**The input**
=== Begin Enclosure ===
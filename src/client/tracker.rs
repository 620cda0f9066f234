//! Event-oriented view tracking on top of [`StatsClient`].

use std::sync::Arc;

use chrono::{Duration, Months, NaiveDateTime};

use super::StatsClient;
use crate::utils::timestamp;

/// URI recorded when the event list is viewed.
pub const EVENTS_URI: &str = "/events";

/// URI recorded when a single event is viewed.
pub fn event_uri(event_id: i64) -> String {
    format!("{EVENTS_URI}/{event_id}")
}

/// Records event views and reads unique view counts.
///
/// Like the underlying client, none of these calls can fail into the caller.
pub struct ViewTracker<C: StatsClient + ?Sized> {
    client: Arc<C>,
}

impl<C: StatsClient + ?Sized> Clone for ViewTracker<C> {
    fn clone(&self) -> Self {
        Self {
            client: self.client.clone(),
        }
    }
}

impl<C: StatsClient + ?Sized> ViewTracker<C> {
    pub fn new(client: Arc<C>) -> Self {
        Self { client }
    }

    /// Records a view of `/events/{event_id}`.
    pub async fn record_event_view(&self, app: &str, event_id: i64, ip: &str) {
        self.client.record_hit(app, &event_uri(event_id), ip).await;
    }

    /// Records a view of the event list (`/events`).
    pub async fn record_list_view(&self, app: &str, ip: &str) {
        self.client.record_hit(app, EVENTS_URI, ip).await;
    }

    /// Unique views of one event between `since` and now.
    ///
    /// Without `since` the window starts one year before now, so events
    /// without a date still report their views. Returns `0` when the stats
    /// service is unreachable or has no entry for the event.
    pub async fn get_view_count(&self, event_id: i64, since: Option<NaiveDateTime>) -> i64 {
        let end = timestamp::now();
        let start = since.unwrap_or_else(|| one_year_before(end));

        self.client
            .get_views_for_uri(&event_uri(event_id), start, end, true)
            .await
    }

    pub async fn is_available(&self) -> bool {
        self.client.is_available().await
    }
}

fn one_year_before(ts: NaiveDateTime) -> NaiveDateTime {
    ts.checked_sub_months(Months::new(12))
        .unwrap_or(ts - Duration::days(365))
}
//! Aggregated hit count for one `(app, uri)` pair.

use std::cmp::Ordering;

/// Result row of a statistics query.
///
/// Computed fresh for every query and never stored. `hits` holds either the
/// raw hit count or the number of distinct IPs, depending on the query.
#[derive(Debug, Clone, PartialEq, Eq)]
pub struct StatEntry {
    pub app: String,
    pub uri: String,
    pub hits: i64,
}

impl StatEntry {
    pub fn new(app: impl Into<String>, uri: impl Into<String>, hits: i64) -> Self {
        Self {
            app: app.into(),
            uri: uri.into(),
            hits,
        }
    }

    /// Result ordering: `hits` descending, then `app` and `uri` ascending.
    pub fn ranking(a: &StatEntry, b: &StatEntry) -> Ordering {
        b.hits
            .cmp(&a.hits)
            .then_with(|| a.app.cmp(&b.app))
            .then_with(|| a.uri.cmp(&b.uri))
    }
}
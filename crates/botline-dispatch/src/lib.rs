// SPDX-FileCopyrightText: 2026 Botline Contributors
// SPDX-License-Identifier: MIT OR Apache-2.0

//! Dispatch engine: webhook update routing and broadcast fan-out.
//!
//! [`Dispatcher`] takes one normalized update at a time through
//! ingestion, contact upkeep, and reply resolution (rule engine first,
//! AI engine as fallback). [`broadcast`] fans a manual message out to a
//! recipient list sequentially with pacing.

pub mod broadcast;
pub mod pipeline;

#[cfg(test)]
pub(crate) mod testutil;

pub use broadcast::{BroadcastReport, broadcast};
pub use pipeline::{DispatchOutcome, Dispatcher, ReplyGenerator};
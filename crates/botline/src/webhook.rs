// SPDX-FileCopyrightText: 2026 Botline Contributors
// SPDX-License-Identifier: MIT OR Apache-2.0

//! `botline webhook` command implementation.

use botline_config::model::BotlineConfig;
use botline_core::types::ApiOutcome;
use botline_core::{BotlineError, ChannelApi};
use botline_telegram::TelegramClient;

use crate::WebhookAction;

/// Runs the `botline webhook set|delete|info` commands.
pub async fn run_webhook(
    config: BotlineConfig,
    action: WebhookAction,
) -> Result<(), BotlineError> {
    let token = config.telegram.bot_token.clone().ok_or_else(|| {
        BotlineError::Config("telegram.bot_token is required for webhook commands".into())
    })?;
    let client = TelegramClient::new(token)?;

    let outcome = match action {
        WebhookAction::Set => {
            let url = config.telegram.webhook_url.as_deref().ok_or_else(|| {
                BotlineError::Config("telegram.webhook_url is required for webhook set".into())
            })?;
            client
                .set_webhook(url, config.telegram.webhook_secret.as_deref())
                .await
        }
        WebhookAction::Delete => client.delete_webhook().await,
        WebhookAction::Info => client.get_webhook_info().await,
    };

    match outcome {
        ApiOutcome::Success { result } => {
            println!(
                "{}",
                serde_json::to_string_pretty(&result).unwrap_or_else(|_| result.to_string())
            );
            Ok(())
        }
        ApiOutcome::Failure { error } => Err(BotlineError::Channel {
            message: format!("webhook command failed: {error}"),
            source: None,
        }),
    }
}
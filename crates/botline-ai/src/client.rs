// SPDX-FileCopyrightText: 2026 Botline Contributors
// SPDX-License-Identifier: MIT OR Apache-2.0

//! HTTP client for the Anthropic Messages API.
//!
//! Provides [`AnthropicClient`] which handles request construction,
//! authentication, and transient error retry. Auto-replies are short,
//! so only the non-streaming endpoint is used.

use std::time::Duration;

use botline_core::BotlineError;
use reqwest::header::{HeaderMap, HeaderValue};
use tracing::{debug, warn};

use crate::types::{ApiErrorResponse, MessageRequest, MessageResponse};

/// Base URL for the Anthropic Messages API.
const API_BASE_URL: &str = "https://api.anthropic.com/v1/messages";

/// Request timeout. Auto-replies are bounded by max_tokens, so a full
/// completion never takes anywhere near this long.
const REQUEST_TIMEOUT: Duration = Duration::from_secs(60);

/// HTTP client for Anthropic API communication.
///
/// Manages authentication headers, connection pooling, and retry logic
/// for transient errors (429, 500, 503).
#[derive(Debug, Clone)]
pub struct AnthropicClient {
    client: reqwest::Client,
    default_model: String,
    max_retries: u32,
    base_url: String,
}

impl AnthropicClient {
    /// Creates a new Anthropic API client.
    ///
    /// # Arguments
    /// * `api_key` - Anthropic API key for authentication
    /// * `api_version` - API version string (e.g., "2023-06-01")
    /// * `model` - Default model identifier
    pub fn new(api_key: String, api_version: String, model: String) -> Result<Self, BotlineError> {
        let mut headers = HeaderMap::new();
        headers.insert(
            "x-api-key",
            HeaderValue::from_str(&api_key).map_err(|e| {
                BotlineError::Config(format!("invalid API key header value: {e}"))
            })?,
        );
        headers.insert(
            "anthropic-version",
            HeaderValue::from_str(&api_version).map_err(|e| {
                BotlineError::Config(format!("invalid API version header value: {e}"))
            })?,
        );
        headers.insert("content-type", HeaderValue::from_static("application/json"));

        let client = reqwest::Client::builder()
            .default_headers(headers)
            .timeout(REQUEST_TIMEOUT)
            .build()
            .map_err(|e| BotlineError::Provider {
                message: format!("failed to build HTTP client: {e}"),
                source: Some(Box::new(e)),
            })?;

        Ok(Self {
            client,
            default_model: model,
            max_retries: 1,
            base_url: API_BASE_URL.to_string(),
        })
    }

    /// Returns the default model identifier.
    pub fn default_model(&self) -> &str {
        &self.default_model
    }

    /// Overrides the base URL (for testing with wiremock).
    #[cfg(test)]
    pub fn with_base_url(mut self, url: String) -> Self {
        self.base_url = url;
        self
    }

    /// Sends a non-streaming request and returns the full response.
    ///
    /// On transient errors (429, 500, 503), retries once after a 1-second delay.
    pub async fn complete_message(
        &self,
        request: &MessageRequest,
    ) -> Result<MessageResponse, BotlineError> {
        let mut last_error = None;

        for attempt in 0..=self.max_retries {
            if attempt > 0 {
                warn!(attempt, "retrying completion request after transient error");
                tokio::time::sleep(Duration::from_secs(1)).await;
            }

            let response = self
                .client
                .post(&self.base_url)
                .json(request)
                .send()
                .await
                .map_err(|e| BotlineError::Provider {
                    message: format!("HTTP request failed: {e}"),
                    source: Some(Box::new(e)),
                })?;

            let status = response.status();
            debug!(status = %status, attempt, "completion response received");

            if status.is_success() {
                let body = response.text().await.map_err(|e| BotlineError::Provider {
                    message: format!("failed to read response body: {e}"),
                    source: Some(Box::new(e)),
                })?;
                let msg_response: MessageResponse =
                    serde_json::from_str(&body).map_err(|e| BotlineError::Provider {
                        message: format!("failed to parse API response: {e}"),
                        source: Some(Box::new(e)),
                    })?;
                return Ok(msg_response);
            }

            if is_transient_error(status) && attempt < self.max_retries {
                let body = response.text().await.unwrap_or_default();
                warn!(status = %status, body = %body, "transient error, will retry");
                last_error = Some(BotlineError::Provider {
                    message: format!("API returned {status}: {body}"),
                    source: None,
                });
                continue;
            }

            // Non-transient error or exhausted retries.
            let body = response.text().await.unwrap_or_default();
            let error_msg = if let Ok(api_err) = serde_json::from_str::<ApiErrorResponse>(&body) {
                format!(
                    "Anthropic API error ({}): {}",
                    api_err.error.type_, api_err.error.message
                )
            } else {
                format!("API returned {status}: {body}")
            };
            return Err(BotlineError::Provider {
                message: error_msg,
                source: None,
            });
        }

        Err(last_error.unwrap_or_else(|| BotlineError::Provider {
            message: "completion request failed after retries".into(),
            source: None,
        }))
    }
}

/// Returns true for HTTP status codes that indicate transient errors worth retrying.
fn is_transient_error(status: reqwest::StatusCode) -> bool {
    matches!(status.as_u16(), 429 | 500 | 503 | 529)
}
// SPDX-FileCopyrightText: 2026 Botline Contributors
// SPDX-License-Identifier: MIT OR Apache-2.0

//! Outbound channel API trait for messaging provider integrations.

use async_trait::async_trait;

use crate::types::ApiOutcome;

/// Thin client surface over a messaging provider's HTTP API.
///
/// Implementations own no state beyond an HTTP client; every call is one
/// request/response with a bounded timeout. Calls never raise: transport
/// and provider-level failures are both folded into [`ApiOutcome`], and
/// callers decide whether a failure aborts their own flow.
#[async_trait]
pub trait ChannelApi: Send + Sync {
    /// Sends a plain text message to a chat.
    async fn send_text(&self, chat_id: i64, text: &str) -> ApiOutcome;

    /// Sends a photo by URL or provider file id, with an optional caption.
    async fn send_photo(&self, chat_id: i64, photo: &str, caption: Option<&str>) -> ApiOutcome;

    /// Sends a document by URL or provider file id, with an optional caption.
    async fn send_document(&self, chat_id: i64, document: &str, caption: Option<&str>)
    -> ApiOutcome;

    /// Fetches the bot/account identity (a liveness and credential check).
    async fn get_identity(&self) -> ApiOutcome;

    /// Registers the webhook delivery URL, optionally with a secret token.
    async fn set_webhook(&self, url: &str, secret: Option<&str>) -> ApiOutcome;

    /// Removes the registered webhook.
    async fn delete_webhook(&self) -> ApiOutcome;

    /// Queries the current webhook registration state.
    async fn get_webhook_info(&self) -> ApiOutcome;
}
// SPDX-FileCopyrightText: 2026 Botline Contributors
// SPDX-License-Identifier: MIT OR Apache-2.0

//! Persistence store trait for the message log, contact directory, and
//! auto-reply rule definitions.

use async_trait::async_trait;
use chrono::{DateTime, Utc};

use crate::error::BotlineError;
use crate::types::{AutoReplyRule, Contact, InboundMessage, OutgoingMessage, UpsertOutcome};

/// Persistence surface consumed by the dispatch pipeline.
///
/// All write operations carry idempotent-upsert semantics at the storage
/// layer (atomic `ON CONFLICT` updates, never read-then-write), so the
/// pipeline is safe under concurrent duplicate webhook deliveries.
#[async_trait]
pub trait ConversationStore: Send + Sync {
    /// Idempotently persists an inbound message, keyed by
    /// `(channel_id, chat_id, provider_message_id)`.
    ///
    /// Re-delivery refreshes the existing row (last-write-wins) and
    /// reports [`UpsertOutcome::Duplicate`].
    async fn upsert_inbound(&self, msg: &InboundMessage) -> Result<UpsertOutcome, BotlineError>;

    /// Records a successfully sent outgoing message with its provenance.
    async fn record_outgoing(&self, msg: &OutgoingMessage) -> Result<(), BotlineError>;

    /// Creates or refreshes the contact row for `(channel_id, chat_id)`.
    ///
    /// A `None` incoming display field must never overwrite a stored
    /// non-null value.
    async fn upsert_contact(&self, contact: &Contact) -> Result<(), BotlineError>;

    /// Returns the channel's active rules in evaluation order
    /// (priority descending, creation order ascending).
    async fn active_rules(&self, channel_id: &str) -> Result<Vec<AutoReplyRule>, BotlineError>;

    /// Records channel liveness (last webhook delivery timestamp).
    async fn touch_channel(&self, channel_id: &str, at: DateTime<Utc>)
    -> Result<(), BotlineError>;
}
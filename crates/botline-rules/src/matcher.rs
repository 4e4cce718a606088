// SPDX-FileCopyrightText: 2026 Botline Contributors
// SPDX-License-Identifier: MIT OR Apache-2.0

//! First-match-wins evaluation of auto-reply rules against message text.
//!
//! Pure functions with no side effects: the dispatch pipeline hands in
//! the channel's rules in evaluation order and the inbound text, and gets
//! back the first rule whose trigger matches, or nothing.

use botline_core::types::{AutoReplyRule, MatchMode};
use regex::RegexBuilder;
use tracing::warn;

/// Returns the first active rule whose trigger matches `text`.
///
/// Rules are scanned in the order given (callers pass them pre-sorted by
/// priority descending, creation order ascending -- see [`order_rules`]).
/// Scanning stops at the first match; this is first-match-wins, not
/// best-match. Empty or whitespace-only text never matches any rule.
pub fn first_match<'a>(rules: &'a [AutoReplyRule], text: &str) -> Option<&'a AutoReplyRule> {
    let trimmed = text.trim();
    if trimmed.is_empty() {
        return None;
    }

    rules
        .iter()
        .filter(|rule| rule.active)
        .find(|rule| trigger_matches(rule, trimmed))
}

/// Sorts rules into deterministic evaluation order: priority descending,
/// ties broken by creation timestamp ascending, then id ascending.
///
/// The sort is stable, so replaying the same rule set always yields the
/// same winner.
pub fn order_rules(rules: &mut [AutoReplyRule]) {
    rules.sort_by(|a, b| {
        b.priority
            .cmp(&a.priority)
            .then(a.created_at.cmp(&b.created_at))
            .then(a.id.cmp(&b.id))
    });
}

/// Tests one rule's trigger against already-trimmed message text.
fn trigger_matches(rule: &AutoReplyRule, text: &str) -> bool {
    match rule.match_mode {
        MatchMode::Exact => text.to_lowercase() == rule.trigger.trim().to_lowercase(),
        MatchMode::Contains => text
            .to_lowercase()
            .contains(&rule.trigger.trim().to_lowercase()),
        MatchMode::Regex => match RegexBuilder::new(&rule.trigger).case_insensitive(true).build()
        {
            Ok(re) => re.is_match(text),
            Err(e) => {
                // An unparseable pattern is an operator configuration
                // problem; it must not take the pipeline down.
                warn!(rule_id = rule.id, error = %e, "invalid regex trigger, rule skipped");
                false
            }
        },
    }
}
=== End Enclosure ===
**Assignment**
Your answer should be every line above that contains the word "takes".

**Solution**
//! [`Dispatcher`] takes one normalized update at a time through
/// completion never takes anywhere near this long.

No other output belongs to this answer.